Wednesday, January 12, 2011

Dealing Death Legally

Each time I go to a super market or major discount store and see racks of cigarettes, snuff and chewing tobacco, I think of the more than 300,000 people in the United States and 500,000 people in Europe killed each year by tobacco products. And I wonder, "Do these retailers have a conscience? Do they care at all about human life?"
The middle aged lady behind the counter just works there. It's not her decision to sell the stuff. Same with the manager. You can ask questions all the way up to the corporate board rooms. "Business is business. We have to compete."
Obviously profits from sale of tobacco products are more important to them than human lives.
Tobacco bad news is not hidden in a corner. "Big Tobacco needs to recruit 500,000 new smokers each year to replace the ones who die prematurely due to smoking-related illnesses . . ." news reports quoted David Byrne, the European Union health commissioner after the EU outlawed tobacco ads on December 2, 2002.
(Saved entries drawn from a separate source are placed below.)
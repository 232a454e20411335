//! Scene Manager - current/pending scene slots
//!
//! Transitions are deferred: [`SceneManager::load_scene`] only fills the
//! pending slot. The swap happens in [`SceneManager::begin_frame`], which the
//! engine calls before any other update work.
//!
//! **Render skip**: `load_scene` raises a transition flag. While it is raised
//! the current scene is not rendered. It is lowered at the end of the frame
//! that promoted the pending scene, unless yet another scene was queued during
//! that frame. A promoted scene therefore first renders on the frame after its
//! promotion. This includes the first scene, even when it was queued from
//! `Application::initialize` before the loop started.

use super::{Scene, SceneContext};
use crate::application::AppError;

/// Owner of the current and pending scene
#[derive(Default)]
pub struct SceneManager {
    current: Option<Box<dyn Scene>>,
    pending: Option<Box<dyn Scene>>,
    transition_requested: bool,
    promoted_this_frame: bool,
}

impl SceneManager {
    /// Create a manager with no scenes
    pub fn new() -> Self {
        Self::default()
    }

    /// Queue `scene` to become current at the start of the next frame
    ///
    /// A scene already pending is dropped without being initialized.
    pub fn load_scene(&mut self, scene: Box<dyn Scene>) {
        log::debug!("Queued scene '{}'", scene.name());
        if let Some(superseded) = self.pending.replace(scene) {
            log::debug!("Dropping superseded pending scene '{}'", superseded.name());
        }
        self.transition_requested = true;
    }

    /// Promote the pending scene, if any, and initialize it
    ///
    /// Returns `true` when a promotion happened.
    pub fn begin_frame(&mut self, ctx: &mut SceneContext<'_>) -> Result<bool, AppError> {
        let Some(next) = self.pending.take() else {
            return Ok(false);
        };

        if let Some(previous) = self.current.take() {
            log::info!("Unloading scene '{}'", previous.name());
            drop(previous);
        }

        log::info!("Loading scene '{}'", next.name());
        self.promoted_this_frame = true;
        let current = self.current.insert(next);
        current.init_scene(ctx)?;
        Ok(true)
    }

    /// Update the current scene
    pub fn update(&mut self, ctx: &mut SceneContext<'_>, delta_time: f32) -> Result<(), AppError> {
        match self.current.as_mut() {
            Some(scene) => scene.update(ctx, delta_time),
            None => Ok(()),
        }
    }

    /// Render the current scene unless a transition is in flight
    ///
    /// Returns `true` if the scene was rendered.
    pub fn render(&mut self, ctx: &mut SceneContext<'_>) -> Result<bool, AppError> {
        if self.transition_requested {
            return Ok(false);
        }
        match self.current.as_mut() {
            Some(scene) => scene.render(ctx).map(|()| true),
            None => Ok(false),
        }
    }

    /// Finish the frame's transition bookkeeping
    pub fn end_frame(&mut self) {
        if self.promoted_this_frame {
            self.promoted_this_frame = false;
            if self.pending.is_none() {
                self.transition_requested = false;
            }
        }
    }

    /// Drop both scenes
    pub fn clear(&mut self) {
        if let Some(scene) = self.current.take() {
            log::info!("Unloading scene '{}'", scene.name());
        }
        if let Some(scene) = self.pending.take() {
            log::debug!("Dropping pending scene '{}'", scene.name());
        }
        self.transition_requested = false;
        self.promoted_this_frame = false;
    }

    /// Name of the current scene
    pub fn current_name(&self) -> Option<&str> {
        self.current.as_deref().map(|scene| scene.name())
    }

    /// Name of the pending scene
    pub fn pending_name(&self) -> Option<&str> {
        self.pending.as_deref().map(|scene| scene.name())
    }

    /// Whether a scene is queued
    pub fn has_pending(&self) -> bool {
        self.pending.is_some()
    }

    /// Whether scene rendering is currently suppressed by a transition
    pub fn is_transitioning(&self) -> bool {
        self.transition_requested
    }
}
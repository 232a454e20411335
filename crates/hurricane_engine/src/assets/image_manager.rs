//! Image Manager - CPU-side cache of decoded images
//!
//! Owned by the [`crate::Engine`] and lent to scenes and game hooks; there is
//! no global instance. Relative file paths are resolved against the
//! configured asset search paths.

use std::path::Path;

use super::{resolve_path, AssetError, Image, ResourceHandle, ResourceManager};
use crate::core::config::AssetConfig;

/// Cache of decoded [`Image`]s keyed by name
pub struct ImageManager {
    search_paths: Vec<String>,
    images: ResourceManager<Image>,
}

impl ImageManager {
    /// Create an empty image manager
    pub fn new(config: &AssetConfig) -> Self {
        Self {
            search_paths: config.search_paths.clone(),
            images: ResourceManager::new("image"),
        }
    }

    /// Cache an already decoded image under `name`
    pub fn upload_image(&mut self, name: &str, image: Image) -> Result<ResourceHandle<Image>, AssetError> {
        self.images.upload(name, image)
    }

    /// Decode an image file and cache it under `name`
    pub fn upload_file(
        &mut self,
        file_path: impl AsRef<Path>,
        name: &str,
    ) -> Result<ResourceHandle<Image>, AssetError> {
        let path = resolve_path(&self.search_paths, file_path.as_ref());
        self.images.upload_from_file(path, name)
    }

    /// Remove the image cached under `name`
    pub fn delete_image(&mut self, name: &str) {
        self.images.delete(name);
    }

    /// Drop every cached image
    pub fn clear_all_images(&mut self) {
        self.images.clear_all();
    }

    /// Handle to the image cached under `name`
    pub fn image_handle(&self, name: &str) -> Result<ResourceHandle<Image>, AssetError> {
        self.images.handle(name)
    }

    /// Resolve an image handle
    pub fn image(&self, handle: ResourceHandle<Image>) -> Result<&Image, AssetError> {
        self.images.get(handle)
    }

    /// Resolve an image by name
    pub fn image_by_name(&self, name: &str) -> Result<&Image, AssetError> {
        self.images.get_by_name(name)
    }

    /// Number of cached images
    pub fn len(&self) -> usize {
        self.images.len()
    }

    /// Whether no images are cached
    pub fn is_empty(&self) -> bool {
        self.images.is_empty()
    }

    /// Underlying cache, for tooling and debug views
    pub fn resources(&self) -> &ResourceManager<Image> {
        &self.images
    }
}

#[cfg(test)]
mod tests {
    use super::*;

    fn manager_for(dir: &Path) -> ImageManager {
        ImageManager::new(&AssetConfig {
            search_paths: vec![dir.display().to_string()],
        })
    }

    #[test]
    fn test_upload_and_lookup() {
        let mut images = ImageManager::new(&AssetConfig::default());
        let handle = images
            .upload_image("white", Image::solid_color(2, 2, [255; 4]).unwrap())
            .unwrap();

        assert_eq!(images.image(handle).unwrap().width, 2);
        assert_eq!(images.image_by_name("white").unwrap().height, 2);
        assert_eq!(images.image_handle("white").unwrap(), handle);
    }

    #[test]
    fn test_upload_file_uses_search_paths() {
        let dir = tempfile::tempdir().unwrap();
        let image = Image::solid_color(3, 1, [0, 255, 0, 255]).unwrap();
        image::save_buffer(
            dir.path().join("green.png"),
            &image.data,
            image.width,
            image.height,
            image::ColorType::Rgba8,
        )
        .unwrap();

        let mut images = manager_for(dir.path());
        let handle = images.upload_file("green.png", "green").unwrap();

        assert_eq!(images.image(handle).unwrap(), &image);
    }

    #[test]
    fn test_missing_file_leaves_cache_unchanged() {
        let dir = tempfile::tempdir().unwrap();
        let mut images = manager_for(dir.path());
        images.upload_image("kept", Image::solid_color(1, 1, [0; 4]).unwrap()).unwrap();

        let result = images.upload_file("missing.png", "missing");

        assert!(result.unwrap_err().is_load_error());
        assert_eq!(images.len(), 1);
        assert!(images.image_by_name("missing").is_err());
    }

    #[test]
    fn test_delete_and_clear() {
        let mut images = ImageManager::new(&AssetConfig::default());
        let a = images.upload_image("a", Image::solid_color(1, 1, [0; 4]).unwrap()).unwrap();
        let b = images.upload_image("b", Image::solid_color(1, 1, [0; 4]).unwrap()).unwrap();

        images.delete_image("a");
        assert!(images.image(a).unwrap_err().is_not_found());
        assert!(images.image(b).is_ok());

        images.clear_all_images();
        assert!(images.image(b).is_err());
        assert!(images.is_empty());
    }
}
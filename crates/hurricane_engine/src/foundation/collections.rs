//! Specialized collection types

use std::fmt;
use std::hash::{Hash, Hasher};
use std::marker::PhantomData;

pub use slotmap::{DefaultKey, Key, SlotMap};

/// Handle-based map using slot map for stable references
///
/// Slot keys are generational: once an entry is removed, keys that pointed at
/// it never resolve again, even after the slot is reused.
pub type HandleMap<T> = SlotMap<DefaultKey, T>;

/// Typed handle for type-safe resource references
///
/// The type parameter is only a tag. Traits are implemented by hand so that
/// handles stay `Copy` and comparable whatever `T` is.
pub struct TypedHandle<T> {
    key: DefaultKey,
    _phantom: PhantomData<fn() -> T>,
}

impl<T> TypedHandle<T> {
    /// Create a new typed handle from a key
    pub fn new(key: DefaultKey) -> Self {
        Self {
            key,
            _phantom: PhantomData,
        }
    }

    /// Create a handle that never resolves
    pub fn null() -> Self {
        Self::new(DefaultKey::null())
    }

    /// Get the underlying key
    pub fn key(&self) -> DefaultKey {
        self.key
    }

    /// Whether this is the null handle
    pub fn is_null(&self) -> bool {
        self.key.is_null()
    }
}

impl<T> Clone for TypedHandle<T> {
    fn clone(&self) -> Self {
        *self
    }
}

impl<T> Copy for TypedHandle<T> {}

impl<T> PartialEq for TypedHandle<T> {
    fn eq(&self, other: &Self) -> bool {
        self.key == other.key
    }
}

impl<T> Eq for TypedHandle<T> {}

impl<T> Hash for TypedHandle<T> {
    fn hash<H: Hasher>(&self, state: &mut H) {
        self.key.hash(state);
    }
}

impl<T> Default for TypedHandle<T> {
    fn default() -> Self {
        Self::null()
    }
}

impl<T> fmt::Debug for TypedHandle<T> {
    fn fmt(&self, f: &mut fmt::Formatter<'_>) -> fmt::Result {
        f.debug_struct("TypedHandle")
            .field("key", &self.key)
            .field("type", &std::any::type_name::<T>())
            .finish()
    }
}
//! # Core Engine Module
//!
//! Shared abstractions the other subsystems depend on.
//!
//! ## Organization
//!
//! - **Config**: Unified configuration system for all engine subsystems
//! - **Foundation**: Low-level utilities (collections, time, logging)
//! - **Assets**: Handle-based resource caches

pub mod config;

// Re-export foundation modules for convenience
pub use crate::foundation;
pub use crate::assets;

// Re-export commonly used config types
pub use config::{
    AssetConfig,
    AudioConfig,
    Config,
    ConfigError,
    EngineConfig,
    InputConfig,
    LoggingConfig,
    TimingConfig,
    WindowConfig,
};
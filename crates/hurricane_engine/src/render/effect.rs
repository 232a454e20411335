//! Render effects
//!
//! An effect is attached to a model or texture and wraps its draw: `apply`
//! runs before the draw, `post` after it.

use super::Renderer;

/// Effect applied around a model's draw calls
pub trait Effect {
    /// Set renderer state for the attached model
    fn apply_effect(&mut self, renderer: &mut dyn Renderer);

    /// Undo or finish the effect once the model has been drawn
    fn post_effect(&mut self, renderer: &mut dyn Renderer);

    /// Name of the material this effect implements
    fn material_name(&self) -> &str;
}
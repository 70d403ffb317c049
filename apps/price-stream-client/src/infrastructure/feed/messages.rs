//! Feed Wire Messages
//!
//! JSON message types exchanged with the price feed server.
//!
//! # Client → Server
//!
//! ```json
//! {"action": "subscribe", "stock_codes": ["005930", "000660"]}
//! {"action": "unsubscribe", "stock_codes": ["005930"]}
//! ```
//!
//! # Server → Client
//!
//! Every server message carries a `type` discriminator:
//!
//! - `connection_status`: currently subscribed codes
//! - `subscribe_response` / `unsubscribe_response`: directive outcome
//! - `price_update`: one symbol's latest price
//! - `batch_price_update`: many symbols at once
//! - `error`: application-level error, connection stays open

use chrono::{DateTime, NaiveDateTime, Utc};
use rust_decimal::Decimal;
use rust_decimal::prelude::ToPrimitive;
use serde::{Deserialize, Deserializer, Serialize, de};

use crate::domain::price::PriceRecord;
use crate::domain::subscription::Symbol;

// =============================================================================
// Client Directives
// =============================================================================

/// Directive action.
#[derive(Debug, Clone, Copy, PartialEq, Eq, Serialize, Deserialize)]
#[serde(rename_all = "lowercase")]
pub enum DirectiveAction {
    /// Start streaming the listed codes.
    Subscribe,
    /// Stop streaming the listed codes.
    Unsubscribe,
}

impl DirectiveAction {
    /// Get the action name.
    #[must_use]
    pub const fn as_str(self) -> &'static str {
        match self {
            Self::Subscribe => "subscribe",
            Self::Unsubscribe => "unsubscribe",
        }
    }
}

/// A subscription directive sent to the server.
#[derive(Debug, Clone, PartialEq, Eq, Serialize, Deserialize)]
pub struct ClientDirective {
    /// What to do.
    pub action: DirectiveAction,
    /// Affected codes.
    pub stock_codes: Vec<Symbol>,
}

impl ClientDirective {
    /// Subscribe directive.
    #[must_use]
    pub const fn subscribe(stock_codes: Vec<Symbol>) -> Self {
        Self {
            action: DirectiveAction::Subscribe,
            stock_codes,
        }
    }

    /// Unsubscribe directive.
    #[must_use]
    pub const fn unsubscribe(stock_codes: Vec<Symbol>) -> Self {
        Self {
            action: DirectiveAction::Unsubscribe,
            stock_codes,
        }
    }
}

// =============================================================================
// Server Messages
// =============================================================================

/// Decoded server message.
#[derive(Debug, Clone, PartialEq, Eq)]
pub enum ServerMessage {
    /// Server's view of this connection's subscriptions.
    ConnectionStatus(ConnectionStatusMessage),
    /// Outcome of a subscribe directive.
    SubscribeResponse(SubscriptionResponse),
    /// Outcome of an unsubscribe directive.
    UnsubscribeResponse(SubscriptionResponse),
    /// Single price update.
    PriceUpdate(PriceUpdatePayload),
    /// Bulk price update; elements that failed to decode are already dropped.
    BatchPriceUpdate(BatchPriceUpdate),
    /// Application-level error.
    Error(ErrorMessage),
}

impl ServerMessage {
    /// Message type name, for logs and metrics labels.
    #[must_use]
    pub const fn kind(&self) -> &'static str {
        match self {
            Self::ConnectionStatus(_) => "connection_status",
            Self::SubscribeResponse(_) => "subscribe_response",
            Self::UnsubscribeResponse(_) => "unsubscribe_response",
            Self::PriceUpdate(_) => "price_update",
            Self::BatchPriceUpdate(_) => "batch_price_update",
            Self::Error(_) => "error",
        }
    }
}

/// `connection_status` message.
///
/// ```json
/// {"type": "connection_status", "subscribed_codes": ["005930"]}
/// ```
#[derive(Debug, Clone, Default, PartialEq, Eq, Deserialize)]
pub struct ConnectionStatusMessage {
    /// Codes the server streams to this connection.
    #[serde(default, alias = "stock_codes")]
    pub subscribed_codes: Vec<Symbol>,
    /// Optional human readable status.
    #[serde(default)]
    pub message: Option<String>,
}

/// `subscribe_response` / `unsubscribe_response` message.
///
/// ```json
/// {"type": "subscribe_response", "success": true, "stock_codes": ["005930"], "subscribed_codes": ["005930"]}
/// ```
#[derive(Debug, Clone, Default, PartialEq, Eq, Deserialize)]
pub struct SubscriptionResponse {
    /// Whether the directive succeeded; absent means success.
    #[serde(default)]
    pub success: Option<bool>,
    /// Codes named by the directive.
    #[serde(default)]
    pub stock_codes: Vec<Symbol>,
    /// Full subscribed set after the directive, when reported.
    #[serde(default)]
    pub subscribed_codes: Option<Vec<Symbol>>,
    /// Server message, used as the error text on failure.
    #[serde(default)]
    pub message: Option<String>,
}

impl SubscriptionResponse {
    /// Whether the server reported failure.
    #[must_use]
    pub const fn is_failure(&self) -> bool {
        matches!(self.success, Some(false))
    }
}

/// `error` message.
#[derive(Debug, Clone, Default, PartialEq, Eq, Deserialize)]
pub struct ErrorMessage {
    /// Error text.
    #[serde(default)]
    pub message: String,
}

/// Price fields of a `price_update` message.
///
/// ```json
/// {"type": "price_update", "data": {"stock_code": "005930", "current_price": 71200,
///   "change_amount": 300, "change_percent": 0.42, "volume": 1234567,
///   "trading_value": 87900000000, "timestamp": "2024-03-15T09:30:00+09:00", "source": "kis"}}
/// ```
///
/// The payload may also appear flat, without the `data` wrapper.
#[derive(Debug, Clone, PartialEq, Eq, Deserialize)]
pub struct PriceUpdatePayload {
    /// Instrument code.
    pub stock_code: Symbol,
    /// Last traded price.
    pub current_price: Decimal,
    /// Absolute change.
    #[serde(default)]
    pub change_amount: Option<Decimal>,
    /// Percentage change.
    #[serde(default)]
    pub change_percent: Option<Decimal>,
    /// Accumulated volume. Integral floats such as `1234.0` are accepted.
    #[serde(default, deserialize_with = "integral_volume")]
    pub volume: Option<u64>,
    /// Accumulated traded value.
    #[serde(default)]
    pub trading_value: Option<Decimal>,
    /// Observation time.
    #[serde(default)]
    pub timestamp: Option<String>,
    /// Upstream source tag.
    #[serde(default)]
    pub source: Option<String>,
}

impl PriceUpdatePayload {
    /// Convert into a domain record.
    ///
    /// Missing numerics become zero; a missing or unparseable timestamp
    /// falls back to `received_at`.
    #[must_use]
    pub fn into_record(self, received_at: DateTime<Utc>) -> PriceRecord {
        let observed_at = self
            .timestamp
            .as_deref()
            .and_then(parse_timestamp)
            .unwrap_or(received_at);

        PriceRecord {
            symbol: self.stock_code,
            price: self.current_price,
            change_amount: self.change_amount.unwrap_or_default(),
            change_percent: self.change_percent.unwrap_or_default(),
            volume: self.volume.unwrap_or_default(),
            trading_value: self.trading_value.unwrap_or_default(),
            source: self.source.unwrap_or_default(),
            observed_at,
        }
    }
}

/// Decoded `batch_price_update`.
#[derive(Debug, Clone, Default, PartialEq, Eq)]
pub struct BatchPriceUpdate {
    /// Elements that decoded cleanly.
    pub updates: Vec<PriceUpdatePayload>,
    /// Number of elements dropped as malformed.
    pub dropped: usize,
}

fn integral_volume<'de, D>(deserializer: D) -> Result<Option<u64>, D::Error>
where
    D: Deserializer<'de>,
{
    let Some(raw) = Option::<Decimal>::deserialize(deserializer)? else {
        return Ok(None);
    };
    if !raw.fract().is_zero() {
        return Err(de::Error::custom(format!("volume {raw} is not a whole number")));
    }
    raw.to_u64()
        .map(Some)
        .ok_or_else(|| de::Error::custom(format!("volume {raw} is out of range")))
}

/// Parse RFC 3339, or a zone-less ISO 8601 timestamp taken as UTC.
fn parse_timestamp(raw: &str) -> Option<DateTime<Utc>> {
    if let Ok(parsed) = DateTime::parse_from_rfc3339(raw) {
        return Some(parsed.with_timezone(&Utc));
    }
    NaiveDateTime::parse_from_str(raw, "%Y-%m-%dT%H:%M:%S%.f")
        .ok()
        .map(|naive| naive.and_utc())
}

#[cfg(test)]
mod tests {
    use super::*;
    use chrono::TimeZone;

    #[test]
    fn directive_wire_format() {
        let directive = ClientDirective::subscribe(vec!["005930".into(), "000660".into()]);
        let json = serde_json::to_string(&directive).unwrap();
        assert_eq!(
            json,
            r#"{"action":"subscribe","stock_codes":["005930","000660"]}"#
        );

        let json = serde_json::to_string(&ClientDirective::unsubscribe(vec!["A".into()])).unwrap();
        assert_eq!(json, r#"{"action":"unsubscribe","stock_codes":["A"]}"#);
    }

    #[test]
    fn payload_defaults_missing_numerics() {
        let payload: PriceUpdatePayload =
            serde_json::from_str(r#"{"stock_code":"005930","current_price":71200}"#).unwrap();
        let received = Utc.with_ymd_and_hms(2024, 3, 15, 0, 0, 0).unwrap();

        let record = payload.into_record(received);

        assert_eq!(record.symbol, "005930");
        assert_eq!(record.price, Decimal::from(71_200));
        assert_eq!(record.volume, 0);
        assert_eq!(record.change_amount, Decimal::ZERO);
        assert_eq!(record.observed_at, received);
    }

    #[test]
    fn volume_accepts_integral_floats() {
        let payload: PriceUpdatePayload = serde_json::from_str(
            r#"{"stock_code":"A","current_price":1,"volume":1234.0}"#,
        )
        .unwrap();
        assert_eq!(payload.volume, Some(1234));

        let payload: PriceUpdatePayload =
            serde_json::from_str(r#"{"stock_code":"A","current_price":1,"volume":null}"#).unwrap();
        assert_eq!(payload.volume, None);

        for bad in ["12.5", "-3"] {
            let json = format!(r#"{{"stock_code":"A","current_price":1,"volume":{bad}}}"#);
            assert!(serde_json::from_str::<PriceUpdatePayload>(&json).is_err());
        }
    }

    #[test]
    fn timestamp_with_offset_is_normalized() {
        let parsed = parse_timestamp("2024-03-15T09:30:00+09:00").unwrap();
        assert_eq!(parsed, Utc.with_ymd_and_hms(2024, 3, 15, 0, 30, 0).unwrap());
    }

    #[test]
    fn zoneless_timestamp_is_utc() {
        let parsed = parse_timestamp("2024-03-15T09:30:00.250").unwrap();
        assert_eq!(parsed.timestamp_subsec_millis(), 250);
        assert!(parse_timestamp("yesterday").is_none());
    }

    #[test]
    fn connection_status_accepts_alias() {
        let msg: ConnectionStatusMessage =
            serde_json::from_str(r#"{"stock_codes":["A","B"]}"#).unwrap();
        assert_eq!(msg.subscribed_codes, vec!["A", "B"]);
    }

    #[test]
    fn response_success_defaults_to_ok() {
        let response: SubscriptionResponse = serde_json::from_str("{}").unwrap();
        assert!(!response.is_failure());

        let response: SubscriptionResponse =
            serde_json::from_str(r#"{"success":false,"message":"limit"}"#).unwrap();
        assert!(response.is_failure());
    }
}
In the United States the tobacco industry has been socked with billion-dollar court judgments for killing people. Yet the industry considers those losses part of the cost of doing business and keeps on going. Grocery chains, discount stores, and drug stores keep on retailing the deadly products, some of which finds their way to teenagers who become addicted and fill the ranks of the old smokers who are dying off.
Tobacco farmers keep on growing it. Big Tobacco keeps on making cigarettes, snuff, and chewing tobacco. Wholesalers keep on distributing. Retailers keep on selling. People keep on dying. Who cares?
I started smoking when I was 15, before I had enough sense to make such a life or death decision. I fortunately was able to quit when I was 30. I have outlived my old friends who could not quit. I have been present many times when people died, killed by tobacco. When I see a man die, gasping for breath in cancer-filled lungs, I think of those racks of cigarettes, the nice lady selling them, the store manager, the president of the company, and the board of directors. Corporations are not mechanical entities out of control. Humans make up the mechanism that grows, makes, distributes, and sells tobacco. Have they no conscience?